___ DATA FOR THIS EXERCISE

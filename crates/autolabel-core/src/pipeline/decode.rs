//! Image loading with format detection, limits, and timeout support.

use image::{DynamicImage, GenericImageView, ImageFormat};
use std::path::{Path, PathBuf};
use std::sync::Arc;
use std::time::Duration;
use tokio::time::timeout;

use crate::config::LimitsConfig;
use crate::error::PipelineError;

use super::discovery::DiscoveredFile;

/// One decoded image, alive for the duration of its processing.
#[derive(Debug, Clone)]
pub struct LoadedImage {
    /// Full path to the file
    pub path: PathBuf,
    /// File name within the corpus directory
    pub file_name: String,
    /// Decoded pixels, shared with the blocking detector task
    pub image: Arc<DynamicImage>,
    /// Original encoded bytes (sent as-is to network caption sources)
    pub bytes: Arc<Vec<u8>>,
    /// Detected image format
    pub format: ImageFormat,
    /// Image width in pixels
    pub width: u32,
    /// Image height in pixels
    pub height: u32,
}

/// Image loader with configurable limits and timeout.
pub struct ImageDecoder {
    limits: LimitsConfig,
}

impl ImageDecoder {
    pub fn new(limits: LimitsConfig) -> Self {
        Self { limits }
    }

    /// Read and decode a discovered file.
    pub async fn load(&self, file: &DiscoveredFile) -> Result<LoadedImage, PipelineError> {
        let max_bytes = self.limits.max_file_size_mb.saturating_mul(1024 * 1024);
        if file.size > max_bytes {
            return Err(PipelineError::FileTooLarge {
                path: file.path.clone(),
                size_mb: file.size / (1024 * 1024),
                max_mb: self.limits.max_file_size_mb,
            });
        }

        let bytes = tokio::fs::read(&file.path).await.map_err(|e| match e.kind() {
            std::io::ErrorKind::NotFound => PipelineError::FileNotFound(file.path.clone()),
            _ => PipelineError::Decode {
                path: file.path.clone(),
                message: format!("Failed to read file: {e}"),
            },
        })?;

        self.decode_from_bytes(bytes, &file.path, &file.file_name).await
    }

    /// Decode an in-memory buffer with validation and timeout.
    pub async fn decode_from_bytes(
        &self,
        bytes: Vec<u8>,
        path: &Path,
        file_name: &str,
    ) -> Result<LoadedImage, PipelineError> {
        let bytes = Arc::new(bytes);
        let shared = Arc::clone(&bytes);
        let path_owned = path.to_path_buf();
        let timeout_duration = Duration::from_millis(self.limits.decode_timeout_ms);

        let decode_result = timeout(timeout_duration, async {
            tokio::task::spawn_blocking(move || decode_bytes_sync(&shared, &path_owned)).await
        })
        .await;

        let (image, format) = match decode_result {
            Ok(Ok(Ok(decoded))) => decoded,
            Ok(Ok(Err(e))) => return Err(e),
            Ok(Err(e)) => {
                return Err(PipelineError::Decode {
                    path: path.to_path_buf(),
                    message: format!("Task join error: {}", e),
                })
            }
            Err(_) => {
                return Err(PipelineError::Timeout {
                    path: path.to_path_buf(),
                    stage: "decode".to_string(),
                    timeout_ms: self.limits.decode_timeout_ms,
                })
            }
        };

        let (width, height) = image.dimensions();
        if width > self.limits.max_image_dimension || height > self.limits.max_image_dimension {
            return Err(PipelineError::ImageTooLarge {
                path: path.to_path_buf(),
                width,
                height,
                max_dim: self.limits.max_image_dimension,
            });
        }

        Ok(LoadedImage {
            path: path.to_path_buf(),
            file_name: file_name.to_string(),
            image: Arc::new(image),
            bytes,
            format,
            width,
            height,
        })
    }
}

/// Synchronous decode (runs in spawn_blocking).
fn decode_bytes_sync(
    bytes: &[u8],
    path: &Path,
) -> Result<(DynamicImage, ImageFormat), PipelineError> {
    let reader = image::ImageReader::new(std::io::Cursor::new(bytes))
        .with_guessed_format()
        .map_err(|e| PipelineError::Decode {
            path: path.to_path_buf(),
            message: format!("Cannot detect image format: {}", e),
        })?;
    let format = match reader.format() {
        Some(f) => f,
        None => ImageFormat::from_path(path).map_err(|_| PipelineError::UnsupportedFormat {
            path: path.to_path_buf(),
            format: path
                .extension()
                .and_then(|e| e.to_str())
                .unwrap_or("unknown")
                .to_string(),
        })?,
    };
    let image = reader.decode().map_err(|e| PipelineError::Decode {
        path: path.to_path_buf(),
        message: e.to_string(),
    })?;
    Ok((image, format))
}

#[cfg(test)]
mod tests {
    use super::*;
    use image::RgbImage;

    fn png_bytes(width: u32, height: u32) -> Vec<u8> {
        let img = DynamicImage::ImageRgb8(RgbImage::new(width, height));
        let mut buf = std::io::Cursor::new(Vec::new());
        img.write_to(&mut buf, ImageFormat::Png).unwrap();
        buf.into_inner()
    }

    #[tokio::test]
    async fn test_decode_detects_format_by_content() {
        let decoder = ImageDecoder::new(LimitsConfig::default());
        let loaded = decoder
            .decode_from_bytes(png_bytes(4, 3), Path::new("img1.jpg"), "img1.jpg")
            .await
            .unwrap();
        assert_eq!(loaded.format, ImageFormat::Png);
        assert_eq!((loaded.width, loaded.height), (4, 3));
        assert_eq!(loaded.file_name, "img1.jpg");
    }

    #[tokio::test]
    async fn test_decode_rejects_oversized_dimensions() {
        let limits = LimitsConfig {
            max_image_dimension: 8,
            ..LimitsConfig::default()
        };
        let err = ImageDecoder::new(limits)
            .decode_from_bytes(png_bytes(16, 4), Path::new("img1.png"), "img1.png")
            .await
            .unwrap_err();
        assert!(matches!(err, PipelineError::ImageTooLarge { .. }));
    }

    #[tokio::test]
    async fn test_decode_garbage_fails() {
        let err = ImageDecoder::new(LimitsConfig::default())
            .decode_from_bytes(b"not an image".to_vec(), Path::new("img1.png"), "img1.png")
            .await
            .unwrap_err();
        assert!(matches!(
            err,
            PipelineError::Decode { .. } | PipelineError::UnsupportedFormat { .. }
        ));
    }

    #[tokio::test]
    async fn test_load_missing_file() {
        let file = DiscoveredFile {
            path: PathBuf::from("/definitely/missing/img1.png"),
            file_name: "img1.png".to_string(),
            ordering_key: 1,
            size: 10,
        };
        let err = ImageDecoder::new(LimitsConfig::default())
            .load(&file)
            .await
            .unwrap_err();
        assert!(matches!(err, PipelineError::FileNotFound(_)));
    }
}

______

## WORK INSTRUCTIONS
Filter the entries by the string "reader" and copy each matching line.

## SOLUTION TO THIS EXERCISE
    let reader = image::ImageReader::new(std::io::Cursor::new(bytes))
    let format = match reader.format() {
    let image = reader.decode().map_err(|e| PipelineError::Decode {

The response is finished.